Watchdog’s probe into city rumours
Mar 21 2008 by Adrian Pearson, The Journal
THE Government’s financial watchdog yesterday said it has been watching the markets for dodgy share dealings since just before the Northern Rock crisis
The Financial Services Authority is continuing an investigation into malicious rumours which forced the Bank of England to issue a strong denial that Halifax Bank of Scotland (HBOS) had requested a loan similar to that needed by Northern rock last summer.
In just a few hours trading on Wednesday HBOS shares plunged 20% after “wide boy” traders allegedly spread rumours the bank was in trouble.
The lower share price is believed to have let dealers buy up shares much cheaper than they would normally trade for.
And as the FSA continues its investigation, it emerged last night the Authority has been looking for suspicious trading since just before the Northern Rock crisis began in September.

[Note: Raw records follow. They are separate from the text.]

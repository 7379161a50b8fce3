pub mod bucket_index;
pub mod entry;
pub mod recency_list;
pub mod slot_arena;

pub use bucket_index::{BucketIndex, ChainIter};
pub use entry::Entry;
pub use recency_list::{RecencyIter, RecencyList};
pub use slot_arena::{SlotArena, SlotId};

A FSA spokeswoman said that while they kept an eye on the markets as a matter of course, they believed they had had more “reasons to be concerned” since summer.
She added: “We keep a close eye on the market, we always do.
“And while we are now studying the HBOS situation we have been monitoring the whole market much closer since just before summer.”
Throughout the inquiry into the run on the Rock, sources suggested the City was happy to see the bank go under and others have accused opposition banks of deliberately leaking details of Northern Rock’s problems to damage the bank’s name.
The news came as the FSA announced that Clive Briault, the managing director of its retail business unit, was leaving.
His departure is believed to be as a result of the problems at Northern Rock, a bank he was supposed to be monitoring.
The FSA has admitted that it did not undertake an in-depth assessment of Northern Rock for 18 months before it ran into trouble.
The regulator is due to release an internal report on mistakes it made in monitoring the bank by the end of this month.
And in a further Rock repercussion the Bank of England yesterday pumped another £5bn into money markets as it met the bosses of Britain’s biggest banks.
The Bank doubled the weekly funding available to banks and lenders to £10.93bn in the latest of a series of moves to avert a new devastating twist in the credit crunch.
Representatives of the major high street lenders met with Bank governor Mervyn King to discuss ways of averting another banking crisis.